Uma semana antes do fórum internacional, o case ganhou espaço na Plenária da IWC – International Whaling Commission, que é o principal tratado internacional sobre baleias e do qual o Brasil é signatário. “Nós apresentamos este estudo de caso sobre as ações que estão sendo adotadas para minimizar o risco dos atropelamentos de baleias em Abrolhos, destacando como é importante o diálogo entre o setor produtivo, o setor de transporte e os pesquisadores para a busca de soluções conjuntas. O trabalho foi muito bem recebido e elogiado por delegados de outros países presentes no evento, como o comissário de Mônaco, Dr. Fréderic Briand, para quem o case brasileiro é um grande exemplo e deveria integrar uma base de dados de melhores práticas sobre o tema”, salienta Marcondes.

 

Veracel

Em 2015, a Veracel passou a fazer o transporte de celulose, do Terminal Marítimo de Belmonte – TMB para o Portocel, exclusivamente pelo sistema de cabotagem. No período de um mês, são realizadas 13 viagens, aproximadamente, três por semana. Cada barcaça, quando totalmente carregada, é capaz de transportar 7.242 toneladas de celulose, equivalente a cerca de dois dias e meio de produção da fábrica. Ao final de um mês, é feito o desembarque de 94.146 toneladas de celulose no porto. O TMB conta com 240 colaboradores habilitados para as atividades, entre eles, funcionários da Veracel e das empresas parceiras.

 

Norsul

A Companhia de Navegação Norsul possui frota própria formada por embarcações de diversos tipos, graneleiros, multipropósitos, barcaças e empurradores oceânicos, com range de porte bruto entre 6.000 e 70.000 TPB. Seu foco é a navegação de cabotagem, atuando também no longo curso.

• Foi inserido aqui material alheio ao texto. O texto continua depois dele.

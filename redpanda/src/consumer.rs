//! Consumer-group reader with manual commits.

use crate::error::{DEFAULT_MIN_RESET_INTERVAL, ResetGate, transport_error};
use outbox_core::transport::TransportFuture;
use outbox_core::{LogConsumer, LogMessage, TransportError, TransportErrorKind};
use rdkafka::config::ClientConfig;
use rdkafka::consumer::{CommitMode, Consumer, StreamConsumer};
use rdkafka::message::Message;
use rdkafka::{Offset, TopicPartitionList};
use std::collections::BTreeMap;
use std::sync::{Arc, PoisonError, RwLock};
use std::time::{Duration, Instant};

/// Where a group with no committed offsets starts reading.
#[derive(Debug, Clone, Copy, PartialEq, Eq, Default)]
pub enum StartOffset {
    /// Beginning of each partition.
    First,
    /// Only messages produced after the group joined.
    #[default]
    Last,
}

impl StartOffset {
    /// `"first"` (any case) selects [`StartOffset::First`]; anything else is [`StartOffset::Last`].
    #[must_use]
    pub fn parse(value: &str) -> Self {
        if value.trim().eq_ignore_ascii_case("first") {
            Self::First
        } else {
            Self::Last
        }
    }

    /// librdkafka `auto.offset.reset` value.
    #[must_use]
    pub const fn auto_offset_reset(self) -> &'static str {
        match self {
            Self::First => "earliest",
            Self::Last => "latest",
        }
    }
}

/// Kafka-compatible consumer for one topic in one consumer group.
///
/// Auto-commit is off: offsets move only through
/// [`LogConsumer::commit_messages`]. A fetch that fails with a
/// connection-level error rebuilds the client, rate-limited like the producer.
pub struct RedpandaConsumer {
    config: ClientConfig,
    topic: String,
    group_id: String,
    client: RwLock<Option<Arc<StreamConsumer>>>,
    reset_gate: ResetGate,
}

impl RedpandaConsumer {
    /// Create a new builder.
    #[must_use]
    pub fn builder() -> RedpandaConsumerBuilder {
        RedpandaConsumerBuilder::default()
    }

    /// Subscribed topic.
    #[must_use]
    pub fn topic(&self) -> &str {
        &self.topic
    }

    /// Consumer group id.
    #[must_use]
    pub fn group_id(&self) -> &str {
        &self.group_id
    }

    /// Close the current client and subscribe a fresh one with the original
    /// configuration. Skipped if a reopen happened within the reset interval
    /// or the consumer is closed.
    pub fn reopen(&self) {
        if !self.reset_gate.try_acquire(Instant::now()) {
            tracing::debug!(topic = %self.topic, "Consumer reopen skipped, rate limited");
            return;
        }

        let fresh = match subscribe(&self.config, &self.topic) {
            Ok(consumer) => consumer,
            Err(err) => {
                tracing::warn!(topic = %self.topic, error = %err, "Failed to reopen consumer");
                return;
            }
        };

        let previous = {
            let mut slot = self.client.write().unwrap_or_else(PoisonError::into_inner);
            if slot.is_none() {
                return;
            }
            slot.replace(Arc::new(fresh))
        };
        drop(previous);

        tracing::info!(topic = %self.topic, group_id = %self.group_id, "Consumer reopened");
    }

    fn current(&self) -> Result<Arc<StreamConsumer>, TransportError> {
        self.client
            .read()
            .unwrap_or_else(PoisonError::into_inner)
            .clone()
            .ok_or_else(TransportError::closed)
    }
}

fn subscribe(config: &ClientConfig, topic: &str) -> Result<StreamConsumer, TransportError> {
    let consumer: StreamConsumer = config.create().map_err(|e| transport_error(&e))?;
    consumer
        .subscribe(&[topic])
        .map_err(|e| transport_error(&e))?;
    Ok(consumer)
}

/// Highest offset per partition, plus one: the next offset the group should read.
fn commit_positions(messages: &[LogMessage]) -> BTreeMap<(&str, i32), i64> {
    let mut positions = BTreeMap::new();
    for message in messages {
        let next = message.offset + 1;
        positions
            .entry((message.topic.as_str(), message.partition))
            .and_modify(|current: &mut i64| *current = (*current).max(next))
            .or_insert(next);
    }
    positions
}

impl LogConsumer for RedpandaConsumer {
    fn fetch_message(&self) -> TransportFuture<'_, LogMessage> {
        Box::pin(async move {
            let client = self.current()?;

            let result = match client.recv().await {
                Ok(message) => Ok(LogMessage {
                    topic: message.topic().to_string(),
                    partition: message.partition(),
                    offset: message.offset(),
                    key: message.key().map(<[u8]>::to_vec),
                    value: message.payload().unwrap_or_default().to_vec(),
                }),
                Err(e) => Err(transport_error(&e)),
            };

            if let Err(err) = &result {
                if err.kind.warrants_reset() {
                    self.reopen();
                }
            }

            result
        })
    }

    fn commit_messages<'a>(&'a self, messages: &'a [LogMessage]) -> TransportFuture<'a, ()> {
        Box::pin(async move {
            if messages.is_empty() {
                return Ok(());
            }

            let client = self.current()?;
            let mut positions = TopicPartitionList::new();
            for ((topic, partition), next) in commit_positions(messages) {
                positions
                    .add_partition_offset(topic, partition, Offset::Offset(next))
                    .map_err(|e| transport_error(&e))?;
            }

            client
                .commit(&positions, CommitMode::Async)
                .map_err(|e| transport_error(&e))
        })
    }

    fn close(&self) -> TransportFuture<'_, ()> {
        Box::pin(async move {
            let client = self
                .client
                .write()
                .unwrap_or_else(PoisonError::into_inner)
                .take();

            let Some(client) = client else {
                return Ok(());
            };

            // Leaving the group blocks until the coordinator answers
            tokio::task::spawn_blocking(move || {
                client.unsubscribe();
                drop(client);
            })
            .await
            .map_err(|e| TransportError::new(TransportErrorKind::Other, e.to_string()))?;

            tracing::info!(topic = %self.topic, group_id = %self.group_id, "Consumer closed");
            Ok(())
        })
    }
}

/// Builder for [`RedpandaConsumer`].
#[derive(Default)]
pub struct RedpandaConsumerBuilder {
    brokers: Option<String>,
    topic: Option<String>,
    group_id: Option<String>,
    start_offset: StartOffset,
    session_timeout: Option<Duration>,
    min_reset_interval: Option<Duration>,
}

impl RedpandaConsumerBuilder {
    /// Comma-separated bootstrap brokers.
    #[must_use]
    pub fn brokers(mut self, brokers: impl Into<String>) -> Self {
        self.brokers = Some(brokers.into());
        self
    }

    /// Topic to subscribe to.
    #[must_use]
    pub fn topic(mut self, topic: impl Into<String>) -> Self {
        self.topic = Some(topic.into());
        self
    }

    /// Consumer group id.
    #[must_use]
    pub fn group_id(mut self, group_id: impl Into<String>) -> Self {
        self.group_id = Some(group_id.into());
        self
    }

    /// Start position for a group without committed offsets. Default: [`StartOffset::Last`].
    #[must_use]
    pub const fn start_offset(mut self, start_offset: StartOffset) -> Self {
        self.start_offset = start_offset;
        self
    }

    /// Group session timeout. Default: 6 seconds.
    #[must_use]
    pub const fn session_timeout(mut self, timeout: Duration) -> Self {
        self.session_timeout = Some(timeout);
        self
    }

    /// Minimum interval between reopens. Default: 2 seconds.
    #[must_use]
    pub const fn min_reset_interval(mut self, interval: Duration) -> Self {
        self.min_reset_interval = Some(interval);
        self
    }

    /// Build and subscribe.
    ///
    /// # Errors
    ///
    /// Returns [`TransportError`] if brokers, topic or group are missing, or the
    /// client cannot be created or subscribed.
    pub fn build(self) -> Result<RedpandaConsumer, TransportError> {
        let missing = |what: &str| {
            TransportError::new(TransportErrorKind::Other, format!("{what} not configured"))
        };
        let brokers = self
            .brokers
            .filter(|b| !b.trim().is_empty())
            .ok_or_else(|| missing("brokers"))?;
        let topic = self
            .topic
            .filter(|t| !t.trim().is_empty())
            .ok_or_else(|| missing("topic"))?;
        let group_id = self
            .group_id
            .filter(|g| !g.trim().is_empty())
            .ok_or_else(|| missing("group id"))?;
        let session_timeout = self.session_timeout.unwrap_or(Duration::from_secs(6));

        let mut config = ClientConfig::new();
        config
            .set("bootstrap.servers", &brokers)
            .set("group.id", &group_id)
            .set("enable.auto.commit", "false")
            .set("auto.offset.reset", self.start_offset.auto_offset_reset())
            .set("session.timeout.ms", session_timeout.as_millis().to_string())
            .set("enable.partition.eof", "false");

        let consumer = subscribe(&config, &topic)?;

        tracing::info!(
            brokers = %brokers,
            topic = %topic,
            group_id = %group_id,
            start_offset = self.start_offset.auto_offset_reset(),
            manual_commit = true,
            "RedpandaConsumer subscribed"
        );

        Ok(RedpandaConsumer {
            config,
            topic,
            group_id,
            client: RwLock::new(Some(Arc::new(consumer))),
            reset_gate: ResetGate::new(
                self.min_reset_interval
                    .unwrap_or(DEFAULT_MIN_RESET_INTERVAL),
            ),
        })
    }
}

As principais cargas transportadas podem ser divididas em três tipos: granéis secos, principalmente bauxita e minério de ferro; carga geral ou neo granel, na qual se incluem produtos siderúrgicos e florestais (celulose e madeira em toras); e a carga geral propriamente dita, como torres, pás e geradores eólicos e granel líquido, como óleo vegetal, etanol, produtos químicos e derivados de hidrocarboneto.